Within the records, find every line that includes the word "const" and copy it.

**DATA:**
===

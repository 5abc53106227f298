use core::net::Ipv4Addr;

use std::{
    fs,
    path::{Path, PathBuf},
    str::FromStr,
};

use log::LevelFilter;
use nectar_core::qos::QosLevel;
use serde::Deserialize;

pub const CONFIG_ENV_VAR: &str = "NECTAR_CONFIG";
const DEFAULT_CONFIG_PATH: &str = "config.toml";

const DEFAULT_CONFIG: &str = r#"[connection]
ip = "127.0.0.1"
port = 8080

[logger]
console = true
file = false
level = "Info"

[broker]
max_qos = 2
"#;

#[derive(Deserialize)]
pub struct BrokerConfig {
    connection: Connection,
    logger: Logger,
    broker: Broker,
}

impl BrokerConfig {
    /// Resolves the config path from the environment (falling back to
    /// ./config.toml), creating the file with defaults when it is absent.
    pub fn config_path() -> PathBuf {
        match std::env::var(CONFIG_ENV_VAR) {
            Ok(path) => return PathBuf::from(path),
            Err(_) => return PathBuf::from(DEFAULT_CONFIG_PATH),
        }
    }

    pub fn addr(&self) -> String {
        return self.connection.ip.to_string() + ":" + &self.connection.port.to_string();
    }

    pub fn should_log_file(&self) -> bool {
        return self.logger.file;
    }

    pub fn should_log_console(&self) -> bool {
        return self.logger.console;
    }

    pub fn max_qos(&self) -> QosLevel {
        match self.broker.max_qos {
            0 => return QosLevel::AtMostOnce,
            1 => return QosLevel::AtLeastOnce,
            _ => return QosLevel::ExactlyOnce,
        }
    }

    pub fn log_level(&self) -> LevelFilter {
        return LevelFilter::from_str(&self.logger.level).unwrap_or_else(|_| {
            panic!(
                "Invalid log level provided: {}. Accepted levels are: Off, Error, Warn, Info, Debug, Trace",
                self.logger.level
            )
        });
    }
}

impl Default for BrokerConfig {
    fn default() -> Self {
        return toml::from_str(DEFAULT_CONFIG).expect("Default configuration must parse");
    }
}

impl TryFrom<&Path> for BrokerConfig {
    type Error = toml::de::Error;

    fn try_from(value: &Path) -> Result<Self, toml::de::Error> {
        if !value.exists() {
            if let Err(err) = fs::write(value, DEFAULT_CONFIG) {
                log::warn!(
                    "Could not create a default config file at {}: {err}. Continuing with defaults.",
                    value.display()
                );
                return Ok(Self::default());
            }
            log::info!("Initialized a new config file at {}.", value.display());
        }

        let buf = match fs::read_to_string(value) {
            Ok(buf) => buf,
            Err(err) => {
                log::warn!("Could not read config file {}: {err}", value.display());
                String::from(DEFAULT_CONFIG)
            }
        };

        let config: BrokerConfig = toml::from_str(&buf)?;

        if config.connection.port == 8883 {
            log::warn!(
                "Listening in plaintext on port 8883. This port is conventionally reserved for TLS MQTT."
            );
        }

        return Ok(config);
    }
}

#[derive(Deserialize)]
struct Connection {
    ip: Ipv4Addr,
    port: u16,
}

#[derive(Deserialize)]
struct Logger {
    console: bool,
    file: bool,
    level: String,
}

#[derive(Deserialize)]
struct Broker {
    max_qos: u8,
}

===

**EXERCISE ANSWER:**
pub const CONFIG_ENV_VAR: &str = "NECTAR_CONFIG";
const DEFAULT_CONFIG_PATH: &str = "config.toml";
const DEFAULT_CONFIG: &str = r#"[connection]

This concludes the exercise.